One of the underlying roots that plague Korean society, not unlike other countries with advanced economies, is that there is a dangerous disconnect between the demand for blue-collar work, the kind of work that does not necessarily require a college degree, and the number of people who are willing to fill these positions. This is the result of the Korean people’s tendency to demonize such kinds of work.
The fact of the matter is that, as mentioned earlier, SMEs do suffer from a chronic shortage of workers, particularly for blue-collar jobs. Due to the kinds of higher education that people prefer (with a tendency to prefer service-based jobs in chaebol companies) and their avoidance of other skill sets, such as welding or farming, this near nation-wide behavior has resulted in a skill gap; meaning that there are jobs that cannot be filled by Koreans.
It is a self-inflicted injury. In their desire to save face or conform to society’s collectively held image of what a successful person ought to look like, parents either force and/or socialize their children into going to college. And when they do go to college, they usually do so by taking out student loans that these future graduates might not be able to repay when/if they fail to get the jobs that they were promised but turned out did not actually exist. And this is the problem.
This is certainly not to say that it is undesirable to have an educated youth. It is certainly preferable to have an educated population to one that isn’t. However, when the motivation behind the desire to get a college education is in order to be eligible for “better” jobs rather than simply to attain higher education, then there is a problem.

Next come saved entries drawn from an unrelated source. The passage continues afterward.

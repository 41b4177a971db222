pub mod health;

use axum::{
    http::Uri,
    routing::{get, post},
    Router,
};

use crate::errors::AppError;
use crate::report::handlers;
use crate::state::AppState;

async fn not_found(uri: Uri) -> AppError {
    AppError::NotFound(format!("No route for {uri}"))
}

pub fn build_router(state: AppState) -> Router {
    Router::new()
        .route("/health", get(health::health_handler))
        .route("/api/v1/genders", get(handlers::handle_gender_options))
        .route("/api/v1/reports", post(handlers::handle_generate_report))
        .fallback(not_found)
        .with_state(state)
}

In the field of economics, there is a type of good that is known as a Giffen good. The law of demand states that when the price of a good increases, the demand for the good then correspondingly decreases as people begin to seek other alternatives or substitutes. A Giffen good is a good that defies the law of demand because it is a type of good whose demand continuously increases even when the price of the good continuously increases. Economists have long argued with one another over the question of whether or not Giffen goods actually exist. Though higher education does not meet the exact requirements of a Giffen good, it does appear to be the closest thing to a Giffen good out there in the market.
The existence of a Giffen good can only come through cultural norms. There are, indeed, plenty of alternatives to a typical college education (when it is being used as a diploma machine in order to be used as resumes for jobs). One can pursue a technical education, or as mentioned earlier, seek apprenticeships. Furthermore, considering the fact that most jobs provide on-the-job training to their new employees and the fact that only a small fraction of college graduates ever get to work in a field that is related to their major, and that most college graduates (for one reason or another) cannot seem to find work nowadays, it would appear that a college education is a bane rather than a boon for young people. All of these reasons suggest that, if this were a normal market, the demand for college education ought to fall, and fall drastically. However, there is no visible sign to suggest that that is about to happen any time soon.

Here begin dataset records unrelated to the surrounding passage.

mod config;
mod errors;
mod llm_client;
mod report;
mod routes;
mod state;

use std::net::SocketAddr;
use std::sync::Arc;
use std::time::Duration;

use anyhow::{Context, Result};
use tower_http::{cors::CorsLayer, trace::TraceLayer};
use tracing::{info, warn};
use tracing_subscriber::{layer::SubscriberExt, util::SubscriberInitExt, EnvFilter};

use crate::config::Config;
use crate::llm_client::GeminiClient;
use crate::routes::build_router;
use crate::state::AppState;

#[tokio::main]
async fn main() -> Result<()> {
    // Load configuration first; the credential is resolved once here and injected downward.
    let config = Config::from_env()?;

    // Initialize structured logging
    tracing_subscriber::registry()
        .with(EnvFilter::try_from_default_env().unwrap_or_else(|_| {
            EnvFilter::new(format!("{}={}", env!("CARGO_PKG_NAME"), &config.rust_log))
        }))
        .with(tracing_subscriber::fmt::layer())
        .init();

    info!("Starting Radar API v{}", env!("CARGO_PKG_VERSION"));

    if config.gemini_api_key.is_none() {
        warn!("GEMINI_API_KEY is not set; report requests will answer with a configuration error");
    }

    // Initialize LLM client
    let gemini = GeminiClient::new(
        &config.gemini_api_base,
        Duration::from_secs(config.gemini_timeout_secs),
    )
    .context("Failed to build Gemini HTTP client")?;
    info!(
        "LLM client initialized (model: {}, timeout: {}s)",
        llm_client::MODEL,
        config.gemini_timeout_secs
    );

    let state = AppState {
        model: Arc::new(gemini),
        config: config.clone(),
    };

    let app = build_router(state)
        .layer(TraceLayer::new_for_http())
        .layer(CorsLayer::permissive());

    let addr: SocketAddr = format!("0.0.0.0:{}", config.port).parse()?;
    info!("Listening on {addr}");

    let listener = tokio::net::TcpListener::bind(addr).await?;
    axum::serve(listener, app).await?;

    Ok(())
}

In other words, this Giffen good, this non-dissipating demand for higher education, is an aberration.
That parents wish to see their children live better lives than the ones that they had is certainly an understandable sentiment. In fact, it could be argued that not wishing for that would a reprehensible violation of one of the fundamental laws of nature. However, parents, as well as the rest of society, are failing future generations by imposing on them a myth – the myth that a college education guarantees “better” jobs.
As long as this myth remains unchallenged, neither Korea nor any other country will be able to rid itself of the problem of high levels of youth unemployment or the ever-increasing number of discouraged young workers.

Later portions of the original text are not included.